Aerobic exercise means involving or improving oxygen consumption by the body and sends to cardiovascular exercise, i.e. keeping your heart rate up through exercises such as walking, running, jogging, cycling, and swimming. Most aerobic exercises are lower in intensity and muscular contraction than anaerobic exercises. Anaerobic exercise is a high-intensityphysical exercise that last for a few seconds to up to 2 minutes (and gets those muscles burning).

Let’s say you’re doing some HIIT, for example. At some point when you exceed ~90% of max. heart capacity, you would’ve just went from an aerobic exercise to an anaerobic one. For what concerns strength training, it usually involves at least a minimum amount of purely aerobic exercises for warm-up or endurance purposes, like those 10 minutes on the treadmill for example. But what does really differentiate an aerobic exercise from an anaerobic one?

Why, how, what?

Anaerobic and aerobic exercises differ in the sense that the anaerobic ones are intense enough for lactate to form, while the latter are not.

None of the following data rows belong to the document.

use std::{
    any::{type_name, Any, TypeId},
    sync::Arc,
};

use hashbrown::HashMap;

use super::{tag, Decoder, Encoder, Error, ExtValue};

type EncodeFn = Arc<dyn Fn(&mut Encoder<'_>, &ExtValue) + Send + Sync>;
type DecodeFn = Arc<dyn Fn(&mut Decoder<'_>) -> ExtValue + Send + Sync>;

pub(crate) struct ExtCodec {
    pub(crate) tag: u8,
    pub(crate) encode: EncodeFn,
    pub(crate) decode: DecodeFn,
}

/// Custom type codecs, looked up by runtime type when encoding and by tag
/// when decoding.
#[derive(Default)]
pub struct Extensions {
    by_type: HashMap<TypeId, Arc<ExtCodec>>,
    by_tag: HashMap<u8, Arc<ExtCodec>>,
}

impl Extensions {
    pub fn new() -> Self {
        Self::default()
    }

    /// Registers `T` under `tag`. The encoder writes the tag, then calls
    /// `encode` for the body; the decoder calls `decode` after reading the
    /// tag. Core tags and tags already taken are refused.
    pub fn register<T, E, D>(
        &mut self,
        tag: u8,
        encode: E,
        decode: D,
    ) -> Result<(), Error>
    where
        T: Any + Send + Sync,
        E: Fn(&mut Encoder<'_>, &T) + Send + Sync + 'static,
        D: Fn(&mut Decoder<'_>) -> T + Send + Sync + 'static,
    {
        if tag::is_core(tag) || self.by_tag.contains_key(&tag) {
            return Err(Error::ReservedTag(tag));
        }
        let type_id = TypeId::of::<T>();
        if self.by_type.contains_key(&type_id) {
            return Err(Error::UnsupportedValue(format!(
                "{} is already registered",
                type_name::<T>()
            )));
        }
        let codec = Arc::new(ExtCodec {
            tag,
            encode: Arc::new(move |enc: &mut Encoder<'_>, v: &ExtValue| {
                match v.downcast_ref::<T>() {
                    Some(v) => {
                        encode(enc, v);
                    }
                    None => {
                        enc.fail(Error::UnsupportedValue(
                            type_name::<T>().to_string(),
                        ));
                    }
                }
            }),
            decode: Arc::new(move |dec: &mut Decoder<'_>| {
                ExtValue::new(decode(dec))
            }),
        });
        self.by_type.insert(type_id, codec.clone());
        self.by_tag.insert(tag, codec);
        Ok(())
    }

    pub(crate) fn by_type(&self, id: TypeId) -> Option<&ExtCodec> {
        self.by_type.get(&id).map(|c| &**c)
    }

    pub(crate) fn by_tag(&self, tag: u8) -> Option<&ExtCodec> {
        self.by_tag.get(&tag).map(|c| &**c)
    }

    pub fn len(&self) -> usize {
        self.by_tag.len()
    }

    pub fn is_empty(&self) -> bool {
        self.by_tag.is_empty()
    }
}
use std::{fmt, str::FromStr};

use super::Error;

/// The token a dialer presents during the handshake:
/// `<endpoint>?node=<id>&sig=<signature>`.
#[derive(Debug, Clone, PartialEq, Eq)]
pub struct Origin {
    pub endpoint: String,
    pub node_id: String,
    pub signature: String,
}

impl Origin {
    pub fn new(
        endpoint: impl Into<String>,
        node_id: impl Into<String>,
        signature: impl Into<String>,
    ) -> Self {
        Self {
            endpoint: endpoint.into(),
            node_id: node_id.into(),
            signature: signature.into(),
        }
    }

    /// Host and port of the endpoint, without scheme or path.
    pub fn host(&self) -> &str {
        let rest = self
            .endpoint
            .split_once("://")
            .map_or(self.endpoint.as_str(), |(_, rest)| rest);
        rest.split('/').next().unwrap_or(rest)
    }
}

impl fmt::Display for Origin {
    fn fmt(&self, f: &mut fmt::Formatter<'_>) -> fmt::Result {
        write!(
            f,
            "{}?node={}&sig={}",
            self.endpoint, self.node_id, self.signature
        )
    }
}

impl FromStr for Origin {
    type Err = Error;

    fn from_str(s: &str) -> Result<Self, Self::Err> {
        if s.is_empty() {
            Err(Error::InvalidOrigin("empty".into()))?
        }
        let (endpoint, query) = s
            .split_once('?')
            .ok_or_else(|| Error::InvalidOrigin(s.to_string()))?;
        let mut node_id = None;
        let mut signature = None;
        for pair in query.split('&') {
            let mut kv = pair.split('=');
            match (kv.next(), kv.next(), kv.next()) {
                (Some("node"), Some(v), None) => node_id = Some(v),
                (Some("sig"), Some(v), None) => signature = Some(v),
                _ => {}
            }
        }
        match (node_id, signature) {
            (Some(node_id), Some(signature)) if !node_id.is_empty() => {
                Ok(Self::new(endpoint, node_id, signature))
            }
            _ => Err(Error::InvalidOrigin(s.to_string())),
        }
    }
}

#[cfg(test)]
mod tests {
    use super::*;

    #[test]
    fn parses_what_it_prints() {
        let origin = Origin::new("tcp://10.0.0.1:7000", "echo#ab12", "f00d");
        let text = origin.to_string();
        assert_eq!(text, "tcp://10.0.0.1:7000?node=echo#ab12&sig=f00d");
        assert_eq!(text.parse::<Origin>().unwrap(), origin);
        assert_eq!(origin.host(), "10.0.0.1:7000");
    }

    #[test]
    fn extra_and_malformed_pairs_are_ignored() {
        let origin: Origin = "ws://h:1/gate?x=1&node=n#1&bad&sig=s"
            .parse()
            .unwrap();
        assert_eq!(origin.node_id, "n#1");
        assert_eq!(origin.signature, "s");
        assert_eq!(origin.host(), "h:1");
    }

    #[test]
    fn missing_fields_are_rejected() {
        assert!("".parse::<Origin>().is_err());
        assert!("tcp://h:1".parse::<Origin>().is_err());
        assert!("tcp://h:1?node=a".parse::<Origin>().is_err());
        assert!("tcp://h:1?sig=a".parse::<Origin>().is_err());
        assert!("tcp://h:1?node=&sig=a".parse::<Origin>().is_err());
    }

    #[test]
    fn empty_signatures_are_allowed() {
        let origin: Origin = "tcp://h:1?node=a#1&sig=".parse().unwrap();
        assert_eq!(origin.signature, "");
    }
}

When you’re performing a challenging exercise, the glycogen in your muscle cells breaks down to produce glucose, which undergoes glycolysis – a metabolic pathway (a fancy way of saying linked series of chemical reactions within the cell) that converts glucose into pyruvate/ pyruvic acid. When oxygen is present (aerobic), pyruvic acid supplies energy to the cells. When oxygen is lacking (anaerobic), pyruvic acid ferments to produce lactate.

  • When oxygen is present in the muscle cells ⇒ cellular respiration (aerobic)
  • When muscle cells are starved of oxygen ⇒ a metabolic process called lactic acid fermentation (so an anaerobic fermentation reaction) through which different hexoses (sugars) are converted into cellular energy and lactate.

So, when you’re training hard and depriving muscle cells of oxygen and causing this anaerobic fermentation reaction which produces lactate, you’ll begin to feel the effects of the lactate build-up. We might not know about lactate, but we all know the burn and the subsequent nausea. At this point you’re going to have (and want) to stop and allow the lactate to clear from the bloodstream.

So be careful, don’t exhaust yourself, train and eat smartly, set specific goals, find a balance and enjoy!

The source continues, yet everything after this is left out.